DIRECTIONS FOR THIS TASK. Within these entries, which lines include the string "worker"? Copy each one.

[Records drawn from a dataset]
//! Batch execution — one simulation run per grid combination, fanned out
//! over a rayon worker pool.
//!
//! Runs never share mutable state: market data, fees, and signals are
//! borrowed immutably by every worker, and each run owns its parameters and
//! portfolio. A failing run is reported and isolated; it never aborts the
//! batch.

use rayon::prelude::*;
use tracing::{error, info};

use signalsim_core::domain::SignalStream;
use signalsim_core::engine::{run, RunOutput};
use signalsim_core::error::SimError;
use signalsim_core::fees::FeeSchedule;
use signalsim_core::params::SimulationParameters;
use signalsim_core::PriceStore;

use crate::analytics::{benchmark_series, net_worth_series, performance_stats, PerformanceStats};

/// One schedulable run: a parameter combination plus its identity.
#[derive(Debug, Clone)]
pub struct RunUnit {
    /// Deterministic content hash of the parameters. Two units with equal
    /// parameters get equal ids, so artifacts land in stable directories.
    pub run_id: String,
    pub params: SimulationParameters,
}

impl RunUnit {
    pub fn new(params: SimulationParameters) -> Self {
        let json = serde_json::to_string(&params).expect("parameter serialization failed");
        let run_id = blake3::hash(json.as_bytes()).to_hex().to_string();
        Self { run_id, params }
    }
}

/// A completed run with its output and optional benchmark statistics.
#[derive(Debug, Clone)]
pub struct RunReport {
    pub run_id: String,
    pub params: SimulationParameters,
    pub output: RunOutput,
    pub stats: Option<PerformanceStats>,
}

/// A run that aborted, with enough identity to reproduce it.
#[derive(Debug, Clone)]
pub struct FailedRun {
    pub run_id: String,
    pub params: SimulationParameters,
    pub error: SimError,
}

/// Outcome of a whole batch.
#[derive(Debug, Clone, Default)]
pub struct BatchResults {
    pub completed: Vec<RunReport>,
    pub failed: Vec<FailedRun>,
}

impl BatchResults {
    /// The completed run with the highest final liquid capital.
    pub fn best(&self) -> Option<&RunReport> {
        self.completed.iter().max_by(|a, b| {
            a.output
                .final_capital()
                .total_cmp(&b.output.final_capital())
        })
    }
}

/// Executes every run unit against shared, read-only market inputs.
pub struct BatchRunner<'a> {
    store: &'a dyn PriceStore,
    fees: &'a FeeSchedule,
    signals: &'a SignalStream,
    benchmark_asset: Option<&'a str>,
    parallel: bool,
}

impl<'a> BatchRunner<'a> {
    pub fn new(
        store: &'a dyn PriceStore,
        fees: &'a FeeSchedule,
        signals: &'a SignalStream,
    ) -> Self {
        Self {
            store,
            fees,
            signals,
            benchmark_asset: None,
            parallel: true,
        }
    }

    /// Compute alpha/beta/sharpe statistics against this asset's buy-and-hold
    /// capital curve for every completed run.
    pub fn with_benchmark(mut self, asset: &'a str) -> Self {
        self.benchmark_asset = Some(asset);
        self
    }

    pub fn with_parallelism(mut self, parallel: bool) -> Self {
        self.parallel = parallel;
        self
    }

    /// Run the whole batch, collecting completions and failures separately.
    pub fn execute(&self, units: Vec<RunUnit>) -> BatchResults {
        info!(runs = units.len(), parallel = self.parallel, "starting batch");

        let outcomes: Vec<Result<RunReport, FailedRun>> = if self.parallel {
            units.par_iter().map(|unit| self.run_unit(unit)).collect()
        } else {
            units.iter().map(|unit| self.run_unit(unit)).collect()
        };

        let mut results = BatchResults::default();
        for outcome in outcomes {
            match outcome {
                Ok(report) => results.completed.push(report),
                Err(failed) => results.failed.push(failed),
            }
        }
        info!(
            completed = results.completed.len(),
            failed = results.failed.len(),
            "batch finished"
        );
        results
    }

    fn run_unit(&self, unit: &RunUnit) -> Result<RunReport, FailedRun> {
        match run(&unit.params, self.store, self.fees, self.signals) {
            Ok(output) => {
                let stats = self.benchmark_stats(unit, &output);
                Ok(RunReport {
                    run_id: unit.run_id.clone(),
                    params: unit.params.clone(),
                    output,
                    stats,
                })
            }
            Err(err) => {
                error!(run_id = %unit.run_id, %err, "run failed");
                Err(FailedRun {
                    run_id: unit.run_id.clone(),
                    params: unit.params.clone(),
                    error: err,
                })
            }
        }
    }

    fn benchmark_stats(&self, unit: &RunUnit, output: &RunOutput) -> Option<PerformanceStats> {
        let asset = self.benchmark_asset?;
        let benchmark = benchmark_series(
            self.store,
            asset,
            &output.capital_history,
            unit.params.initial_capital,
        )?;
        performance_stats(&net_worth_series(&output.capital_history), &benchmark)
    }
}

RESPONSE AREA.
//! over a rayon worker pool.
//! borrowed immutably by every worker, and each run owns its parameters and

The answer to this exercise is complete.